- Directed by: Richard Pakleppa
- Written by: Richard Pakleppa
- Produced by: AfricAvenir
- Starring: Nicola Hanekom Grant Swanby Pope Jerrod
- Release date: 13 November 2012;
- Running time: 1 hour 22 minutes
- Country: Namibia
- Language: English

= Taste of Rain (2012 film) =

2012 Namibian film

Taste of Rain is a 2012 Namibian drama film written and directed by Richard Pakleppa. The film is based on a human drama turning around loss, love, memory, and healing. The film stars Nicola Hanekom as the lead actor, Grant Swanby, a South African actor, and Pope Jerrod.

== Synopsis ==
A story of a woman farmer encountering a severe drought and the discovery of ways to survive in the Namibian desert.

== Cast ==

- Nicola Hanekom as Rachel
- Pope Jerrod as Ray
- Grant Swanby as Tomas
- Frieda Byl as Lena
- David Ndjavera as Shaanika
- Tuli Shityuwete as Dancer
- Sara Gomez as Tuli

== Production ==
The film was written and directed by Richard Pakleppa.
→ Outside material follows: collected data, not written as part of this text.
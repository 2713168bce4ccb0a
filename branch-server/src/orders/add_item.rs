//! Add item operation

use super::{db_err, ensure_not_finalized};
use crate::db::DbService;
use crate::db::repository::{menu_item, order};
use crate::utils::{AppError, AppResult};
use rust_decimal::Decimal;
use shared::error::ErrorCode;
use shared::models::OrderItem;

#[derive(Debug, Clone)]
pub struct AddItemInput {
    pub menu_item_id: String,
    pub qty: i64,
    /// Replaces the menu base price when supplied; must be positive.
    pub price_override: Option<Decimal>,
    pub notes: Option<String>,
}

/// Add a line item to an order, snapshotting the price.
///
/// 允许对 IN_PROGRESS / SERVED 订单加菜 (厨房补单)；终态订单拒绝。
/// 价格在此刻定格：之后改菜单价不影响已有行项。
pub async fn add_item(db: &DbService, order_id: &str, input: AddItemInput) -> AppResult<OrderItem> {
    if input.qty < 1 {
        return Err(AppError::validation(format!(
            "qty must be a positive integer, got {}",
            input.qty
        )));
    }
    if let Some(price) = input.price_override
        && price <= Decimal::ZERO
    {
        return Err(AppError::validation(format!(
            "price_override must be positive, got {price}"
        )));
    }

    let mut tx = db.pool.begin().await.map_err(db_err)?;

    let target = order::find_by_id(&mut *tx, order_id)
        .await?
        .ok_or_else(|| {
            AppError::with_message(ErrorCode::OrderNotFound, format!("Order {order_id} not found"))
        })?;
    ensure_not_finalized(&target)?;

    let menu_item = menu_item::find_by_id(&mut *tx, &input.menu_item_id)
        .await?
        .ok_or_else(|| {
            AppError::with_message(
                ErrorCode::MenuItemNotFound,
                format!("Menu item {} not found", input.menu_item_id),
            )
        })?;

    let item = OrderItem {
        id: shared::util::new_id(),
        order_id: target.id.clone(),
        menu_item_id: menu_item.id,
        qty: input.qty,
        price: input.price_override.unwrap_or(menu_item.base_price),
        notes: input.notes,
    };
    order::insert_item(&mut tx, &item, shared::util::now_millis()).await?;

    tx.commit().await.map_err(db_err)?;

    tracing::debug!(
        order_id = %item.order_id,
        menu_item_id = %item.menu_item_id,
        qty = item.qty,
        "Item added"
    );
    Ok(item)
}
The film was produced through AfricAvenir, in cooperation with On Land Productions, the Filmmakers Association of Namibia (FAN) and the Namibia Film Commission (NFC).

== Release ==
The film was released on 13 November 2012 at the National Theater of Namibia (NTN). It was screened as part of the Namibia Film Week’s cycle of screenings of Namibian films preceding the Namibia Theatre and Film Awards 2012.